According to local temple legend, Rama temple at Ramtek owes its origin to Shambuka. It is believed that Shambuka performed his tapas on Ramtek hill. Rama granted Shambuka three boons at his request: Rama stay in Ramtek (origin of the temple), Shambuka's corpse be turned into a shivalinga (icon of the god Shiva). Devotees worship Shambuka before worshipping Rama, as per the last boon.

Authors such as Rabindranath Tagore, Mahatma Gandhi treat the character of Shambuka as an interpolation and creation of a later period. The Pushtimarg Vaishnavite tradition points out that the Ramayana refers to other shudras, such as Shabari, who lived in the forest.
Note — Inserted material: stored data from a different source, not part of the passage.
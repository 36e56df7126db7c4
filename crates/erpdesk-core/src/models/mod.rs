//! Data models for the admin console.
//!
//! - `UserRecord`, `PersonName`, `Address`: a user profile in canonical form
//! - `ProfileField`, `FormSection`: addressing and grouping of editable fields
//! - Dashboard types: the static overview figures

pub mod dashboard;
pub mod profile;

pub use dashboard::{Activity, PerformanceBand, PerformanceEntry, Priority, StatCard, Task};
pub use profile::{seed_profiles, Address, FormSection, PersonName, ProfileField, UserRecord};
use chrono::{SecondsFormat, Utc};
use serde::{Deserialize, Serialize, Serializer};

use crate::api::wire::WireProfile;

/// A user profile as held in the roster.
///
/// Deserialization always goes through [`WireProfile`], so every record that
/// enters the process has its blood group resolved to the single
/// `blood_group` field. Serialization produces the server's request shape
/// (`bloodGroup`, camelCase keys).
#[derive(Debug, Clone, PartialEq, Eq, Default, Serialize, Deserialize)]
#[serde(rename_all = "camelCase", from = "WireProfile")]
pub struct UserRecord {
    pub id: String,
    pub name: PersonName,
    pub email: String,
    pub username: String,
    pub password: String,
    pub date_of_birth: String,
    #[serde(serialize_with = "blood_group_or_empty")]
    pub blood_group: Option<String>,
    pub address: Address,
    pub phone: String,
    pub account_created: String,
    pub last_login: String,
}

#[derive(Debug, Clone, PartialEq, Eq, Default, Serialize, Deserialize)]
pub struct PersonName {
    #[serde(default)]
    pub first: String,
    #[serde(default)]
    pub last: String,
}

#[derive(Debug, Clone, PartialEq, Eq, Default, Serialize, Deserialize)]
#[serde(rename_all = "camelCase")]
pub struct Address {
    #[serde(default)]
    pub street: String,
    #[serde(default)]
    pub city: String,
    #[serde(default)]
    pub state: String,
    #[serde(default)]
    pub postal_code: String,
    #[serde(default)]
    pub country: String,
}

fn blood_group_or_empty<S: Serializer>(value: &Option<String>, serializer: S) -> Result<S::Ok, S::Error> {
    serializer.serialize_str(value.as_deref().unwrap_or(""))
}

impl UserRecord {
    /// Empty add-user template. Timestamps are stamped with the current time.
    pub fn blank_template() -> Self {
        let now = Utc::now().to_rfc3339_opts(SecondsFormat::Millis, true);
        Self {
            account_created: now.clone(),
            last_login: now,
            ..Default::default()
        }
    }

    pub fn full_name(&self) -> String {
        format!("{} {}", self.name.first, self.name.last).trim().to_string()
    }

    /// Two-letter avatar initials, e.g. "JD"
    pub fn initials(&self) -> String {
        self.name.first.chars().take(1)
            .chain(self.name.last.chars().take(1))
            .collect::<String>()
            .to_uppercase()
    }

    pub fn blood_group_display(&self) -> &str {
        self.blood_group.as_deref().unwrap_or("")
    }
}

/// The two built-in profiles used whenever the profile service is empty or
/// unreachable.
pub fn seed_profiles() -> Vec<UserRecord> {
    vec![
        UserRecord {
            id: "123456".to_string(),
            name: PersonName {
                first: "John".to_string(),
                last: "Doe".to_string(),
            },
            email: "john.doe@example.com".to_string(),
            username: "johndoe".to_string(),
            password: "asqw123".to_string(),
            date_of_birth: "1990-05-15".to_string(),
            blood_group: Some("o+ve".to_string()),
            address: Address {
                street: "123 Main St".to_string(),
                city: "Springfield".to_string(),
                state: "IL".to_string(),
                postal_code: "62704".to_string(),
                country: "USA".to_string(),
            },
            phone: "+1-555-123-4567".to_string(),
            account_created: "2023-08-01T14:30:00Z".to_string(),
            last_login: "2025-05-19T09:15:00Z".to_string(),
        },
        UserRecord {
            id: "789012".to_string(),
            name: PersonName {
                first: "Jane".to_string(),
                last: "Smith".to_string(),
            },
            email: "jane.smith@example.com".to_string(),
            username: "janesmith".to_string(),
            password: "qwerty123".to_string(),
            date_of_birth: "1988-03-20".to_string(),
            blood_group: Some("b+ve".to_string()),
            address: Address {
                street: "456 Oak Ave".to_string(),
                city: "Boston".to_string(),
                state: "MA".to_string(),
                postal_code: "02108".to_string(),
                country: "USA".to_string(),
            },
            phone: "+1-555-987-6543".to_string(),
            account_created: "2023-09-15T10:20:00Z".to_string(),
            last_login: "2025-05-18T15:45:00Z".to_string(),
        },
    ]
}

// ============================================================================
// Editable fields
// ============================================================================

/// Sections of the profile form
#[derive(Debug, Clone, Copy, PartialEq, Eq)]
pub enum FormSection {
    Personal,
    Address,
    Account,
}

impl FormSection {
    pub fn title(&self) -> &'static str {
        match self {
            FormSection::Personal => "Personal",
            FormSection::Address => "Address",
            FormSection::Account => "Account",
        }
    }

    /// Get the next section (wrapping around)
    pub fn next(&self) -> Self {
        match self {
            FormSection::Personal => FormSection::Address,
            FormSection::Address => FormSection::Account,
            FormSection::Account => FormSection::Personal,
        }
    }

    /// Get the previous section (wrapping around)
    pub fn prev(&self) -> Self {
        match self {
            FormSection::Personal => FormSection::Account,
            FormSection::Address => FormSection::Personal,
            FormSection::Account => FormSection::Address,
        }
    }

    pub fn fields(&self) -> &'static [ProfileField] {
        match self {
            FormSection::Personal => &[
                ProfileField::FirstName,
                ProfileField::LastName,
                ProfileField::Username,
                ProfileField::Email,
                ProfileField::DateOfBirth,
                ProfileField::BloodGroup,
            ],
            FormSection::Address => &[
                ProfileField::Phone,
                ProfileField::Street,
                ProfileField::City,
                ProfileField::State,
                ProfileField::PostalCode,
                ProfileField::Country,
            ],
            FormSection::Account => &[ProfileField::AccountCreated, ProfileField::LastLogin],
        }
    }
}

/// One editable attribute of a [`UserRecord`], addressed the same way the
/// web form named its inputs (`name.first`, `address.city`, ...).
#[derive(Debug, Clone, Copy, PartialEq, Eq, Hash)]
pub enum ProfileField {
    FirstName,
    LastName,
    Username,
    Email,
    Password,
    DateOfBirth,
    BloodGroup,
    Phone,
    Street,
    City,
    State,
    PostalCode,
    Country,
    AccountCreated,
    LastLogin,
}

impl ProfileField {
    /// Fields shown in the add-user form, in display order.
    pub const ADD_FORM: [ProfileField; 13] = [
        ProfileField::FirstName,
        ProfileField::LastName,
        ProfileField::Username,
        ProfileField::Email,
        ProfileField::Password,
        ProfileField::BloodGroup,
        ProfileField::Phone,
        ProfileField::DateOfBirth,
        ProfileField::Street,
        ProfileField::City,
        ProfileField::State,
        ProfileField::PostalCode,
        ProfileField::Country,
    ];

    pub fn label(&self) -> &'static str {
        match self {
            ProfileField::FirstName => "First Name",
            ProfileField::LastName => "Last Name",
            ProfileField::Username => "Username",
            ProfileField::Email => "Email",
            ProfileField::Password => "Password",
            ProfileField::DateOfBirth => "Date of Birth",
            ProfileField::BloodGroup => "Blood Group",
            ProfileField::Phone => "Phone",
            ProfileField::Street => "Street Address",
            ProfileField::City => "City",
            ProfileField::State => "State",
            ProfileField::PostalCode => "Postal Code",
            ProfileField::Country => "Country",
            ProfileField::AccountCreated => "Account Created",
            ProfileField::LastLogin => "Last Login",
        }
    }

    pub fn is_secret(&self) -> bool {
        matches!(self, ProfileField::Password)
    }

    pub fn get<'a>(&self, record: &'a UserRecord) -> &'a str {
        match self {
            ProfileField::FirstName => &record.name.first,
            ProfileField::LastName => &record.name.last,
            ProfileField::Username => &record.username,
            ProfileField::Email => &record.email,
            ProfileField::Password => &record.password,
            ProfileField::DateOfBirth => &record.date_of_birth,
            ProfileField::BloodGroup => record.blood_group_display(),
            ProfileField::Phone => &record.phone,
            ProfileField::Street => &record.address.street,
            ProfileField::City => &record.address.city,
            ProfileField::State => &record.address.state,
            ProfileField::PostalCode => &record.address.postal_code,
            ProfileField::Country => &record.address.country,
            ProfileField::AccountCreated => &record.account_created,
            ProfileField::LastLogin => &record.last_login,
        }
    }

    /// Mutable access to the backing string. The blood group is optional, so
    /// it is materialized as an empty string first.
    fn slot<'a>(&self, record: &'a mut UserRecord) -> &'a mut String {
        match self {
            ProfileField::FirstName => &mut record.name.first,
            ProfileField::LastName => &mut record.name.last,
            ProfileField::Username => &mut record.username,
            ProfileField::Email => &mut record.email,
            ProfileField::Password => &mut record.password,
            ProfileField::DateOfBirth => &mut record.date_of_birth,
            ProfileField::BloodGroup => record.blood_group.get_or_insert_with(String::new),
            ProfileField::Phone => &mut record.phone,
            ProfileField::Street => &mut record.address.street,
            ProfileField::City => &mut record.address.city,
            ProfileField::State => &mut record.address.state,
            ProfileField::PostalCode => &mut record.address.postal_code,
            ProfileField::Country => &mut record.address.country,
            ProfileField::AccountCreated => &mut record.account_created,
            ProfileField::LastLogin => &mut record.last_login,
        }
    }

    pub fn set(&self, record: &mut UserRecord, value: String) {
        *self.slot(record) = value;
        self.tidy(record);
    }

    pub fn push_char(&self, record: &mut UserRecord, c: char) {
        self.slot(record).push(c);
    }

    pub fn pop_char(&self, record: &mut UserRecord) {
        self.slot(record).pop();
        self.tidy(record);
    }

    /// An emptied blood group goes back to absent
    fn tidy(&self, record: &mut UserRecord) {
        if *self == ProfileField::BloodGroup && record.blood_group.as_deref() == Some("") {
            record.blood_group = None;
        }
    }
}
Shambuka therefore deliberately violated dharma in order to get Rama's attention, and attained salvation when he was beheaded.

K.R. Raju termed the story of Shambuka as "frivolous" and "maliciously fabricated".

=== Relationship to Caste System ===

The Shambuka story is connected to discussions of the caste system, because it positively portrays Rama's killing of Shambuka. Shambuka acts outside his caste, so he is a threat to the social order. Rinehart notes that "the Shambuka story is well known to low castes, who identify with the mistreated Shambuka." Similar criticisms have been made for centuries: the eighth-century play Uttararamacharita portrays Rama as regretful, and as forced by duty to kill Shambuka to uphold the social order. The same point was made explicitly in B.R. Ambedkar's essay, Annihilation of Caste, in which he points to Shambuka's story as evidence that the caste system can only be maintained by the threat of lethal force. Indian social activist and politician Periyar vehemently criticized Rama for his mistreatment of the Shudras, citing Shambuka's example.

These themes have appeared in modern literary work in the form of re-tellings of the Shambuka story. Multiple plays have reimagined the story, variously modifying it to depict Rama as a servant of the ruling class (T. Ramaswamy Choudary's Sambuka Vadha (1920)), to have Shambuka act as mouthpiece for anti-caste scholars (Thiruvarur K. Thangaraju's Ramayana Natakam (1954)), or to have Shambuka live and instead help the Brahmin who accused him to achieve enlightenment (Kuvempu's Shudra Tapasvi (1944)). The 1977 film Kanchana Sita, based on a 1961 play by the same name, depicts Rama as caught in inner conflict between moksha (the desire for enlightenment) and artha (the desire for sovereign power).

==In popular culture==

- Sambuka Vadha ("The Slaying of Sambuka"), a 1920 Telugu play by T. Ramaswamy Choudary
- Shudra Tapasvi ("The Shudra Ascetic") a 1944 play by celebrated Kannada poet Kuvempu.
- 1954 play, Ramayana Natakam ("Ramayana Drama"), by Tamil journalist, playwright, and actor Thiruvarur K. Thangaraju
- Kanchana Sita, a 1961 play by Malayalam playwright C. N. Sreekantan Nair.
- Kanchana Sita, a 1977 film based on the 1961 play of the same name, by Kerala filmmaker Govindan Aravindan.
- Teesri Azadi, a film on caste system depicts the story of Shambuka.